Von 1973-2009 Inhaberin – und in den 1970er Jahren erste Apothekeninhaberin überhaupt in Elmshorn: Erika Oertel, geborene Knauer, (*15.10.1943-27.9.2016), 1987. Foto: Privatbesitz

Apotheker Klaus Oertel (*22.07.1949), an der Analysewaage, 1987. Foto: Privatbesitz

Heute erfolgt die Warenbestellung bei Arzneimittelherstellern über spezielle Warenmanagement- und Bestellsysteme, mit einem Mouseklick! Ist die gewünschte Ware dort verfügbar, wird die Ware bereits zwei Stunden später angeliefert.

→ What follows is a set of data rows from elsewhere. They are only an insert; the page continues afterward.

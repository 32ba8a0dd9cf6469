//! Terminal stopwatch.
//!
//! Press `s` to start, `t` to stop, `r` to reset, `h` to toggle the header
//! and footer, `q` to quit. Buttons respond to clicks and to Enter/Space
//! when focused (Tab moves focus).

use anyhow::Context;
use clap::Parser;
use crossbeam_channel::select;
use std::fs::File;
use std::path::{Path, PathBuf};
use stopwatch::{
    AppAction, AppConfig, Engine, EngineConfig, InputEvent, StopwatchApp, ThemeName, TickerActor,
};

#[derive(Parser, Debug)]
#[command(version, about = "A terminal stopwatch with start, stop and reset")]
struct Cli {
    /// Display refresh rate while running
    #[arg(long, default_value_t = 60, value_name = "HZ", value_parser = clap::value_parser!(u32).range(1..=240))]
    fps: u32,

    /// Color theme
    #[arg(long, value_enum, default_value_t = ThemeName::Nord)]
    theme: ThemeName,

    /// Start with the header and footer visible
    #[arg(long)]
    show_chrome: bool,

    /// Do not capture the mouse (buttons stay keyboard-operable)
    #[arg(long)]
    no_mouse: bool,

    /// Draw in the main screen instead of the alternate screen
    #[arg(long)]
    inline: bool,

    /// Title shown in the header
    #[arg(long, default_value = "Stopwatch")]
    title: String,

    /// Write logs to this file (filter with RUST_LOG)
    #[arg(long, value_name = "FILE")]
    log_file: Option<PathBuf>,
}

impl Cli {
    fn engine_config(&self) -> EngineConfig {
        EngineConfig {
            target_fps: self.fps,
            enable_mouse: !self.no_mouse,
            alternate_screen: !self.inline,
            ..EngineConfig::default()
        }
    }

    fn app_config(&self) -> AppConfig {
        AppConfig {
            title: self.title.clone(),
            theme: self.theme,
            show_chrome: self.show_chrome,
        }
    }
}

/// The terminal owns stderr, so logging only happens into a file.
fn init_logging(path: Option<&Path>) -> anyhow::Result<()> {
    use env_logger::{Builder, Env, Target};

    let Some(path) = path else {
        return Ok(());
    };
    let file = File::create(path)
        .with_context(|| format!("failed to create log file {}", path.display()))?;
    Builder::from_env(Env::default().default_filter_or("info"))
        .target(Target::Pipe(Box::new(file)))
        .init();
    Ok(())
}

fn handle_event(engine: &mut Engine, app: &mut StopwatchApp, ticker: &TickerActor, event: &InputEvent) {
    if let InputEvent::Resize { width, height } = *event {
        engine.handle_resize(width, height);
    }
    match app.handle_event(event) {
        AppAction::Quit => engine.stop(),
        AppAction::RunningChanged(running) => {
            if running {
                ticker.resume();
            } else {
                ticker.pause();
            }
            present(engine, app);
        }
        AppAction::Redraw => present(engine, app),
        AppAction::None => {}
    }
}

fn present(engine: &mut Engine, app: &mut StopwatchApp) {
    app.render(engine.buffer_mut());
    engine.present();
}

fn main() -> anyhow::Result<()> {
    let cli = Cli::parse();
    init_logging(cli.log_file.as_deref())?;

    let config = cli.engine_config();
    let interval = config.frame_interval();
    let mut engine = Engine::with_config(config).context("failed to initialize terminal")?;
    let mut app = StopwatchApp::new(cli.app_config(), engine.width(), engine.height());

    // Silent until the stopwatch starts.
    let ticker = TickerActor::spawn_paused(interval).context("failed to spawn ticker thread")?;
    log::info!("refreshing every {interval:?} while running");

    app.render(engine.buffer_mut());
    engine.present_full();

    while engine.is_running() {
        select! {
            recv(engine.input_receiver()) -> result => match result {
                Ok(event) => handle_event(&mut engine, &mut app, &ticker, &event),
                Err(_) => {
                    log::error!("input channel closed");
                    engine.stop();
                }
            },

            recv(ticker.receiver()) -> result => {
                if result.is_ok() && app.tick() {
                    present(&mut engine, &mut app);
                }
            }
        }
    }

    ticker.join();
    Ok(())
}
//! Actor Model: Message-passing concurrency for the terminal session.
//!
//! - **Input Actor**: Polls terminal events, forwards to main loop
//! - **Render Actor**: Receives frames, diffs and flushes
//! - **Ticker Actor**: Paces display refreshes while the stopwatch runs
//! - **Main Loop**: Owns the stopwatch, selects over input and ticks
//!
//! # Architecture
//!
//! ```text
//! ┌──────────────┐     InputEvent      ┌──────────────┐
//! │ Input Thread │ ──────────────────▶ │              │
//! └──────────────┘                     │              │
//! ┌──────────────┐        Tick         │  Main Loop   │
//! │Ticker Thread │ ──────────────────▶ │              │
//! └──────────────┘                     │              │
//! ┌──────────────┐    RenderCommand    │              │
//! │Render Thread │ ◀────────────────── │              │
//! └──────────────┘                     └──────────────┘
//! ```

mod messages;
mod input;
mod renderer;
mod ticker;
mod engine;

pub use messages::{InputEvent, RenderCommand, KeyCode, KeyModifiers, MouseEvent};
pub use input::{convert_event, InputActor};
pub use renderer::{Renderer, RendererActor, RenderStats};
pub use ticker::{Tick, TickerActor};
pub use engine::{Engine, EngineConfig};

Das Gebäude nach der Renovierung im Jahr 1987, anlässlich des 250-jährigen Bestehens der Apotheke. Foto: D. Kruse

Die Pharmaziebranche ist, nicht zuletzt durch Reimporte von Medikamenten, hart umkämpft: „Anfang der Jahres 2019 waren in Deutschland 48.266 verschreibungspflichtige Arzneimittel zugelassen“. Hinzu kommen nicht verschreibungspflichtige Medikamente, die einen großen Teil des Umsatzes von Apotheken ausmachen. Entgegen der auch in der Bevölkerung kritisch beäugten Arzneimittelbranche sind Apothekerinnen und pharmazeutische Fachangestellte nach wie vor sehr noch angesehen. Dies zeigt sich auch im Angesicht der Corona-Krise, in der diese Berufe – wie auch Ärztinnen und Pfleger*innen – in die Frontlinie der Gesundheitsversorgung rückten.

Im Laufe der Jahrhunderte mieteten sich in den rechten Gebäudeteil des Hauses immer wieder verschiedene Ladengeschäfte ein: nach 1948 lange Zeit das Zigarrenhaus Kurth, seit Mitte der 1960er Jahre schließlich eine Filiale der Bremer Kaffeerösterei Eduscho.

Seit Beginn der 1990er Jahre befindet sich dort ein Shop des Mobilfunkanbieters „mobilcom debitel“, der bis heute (Stand: 2020) fortbesteht.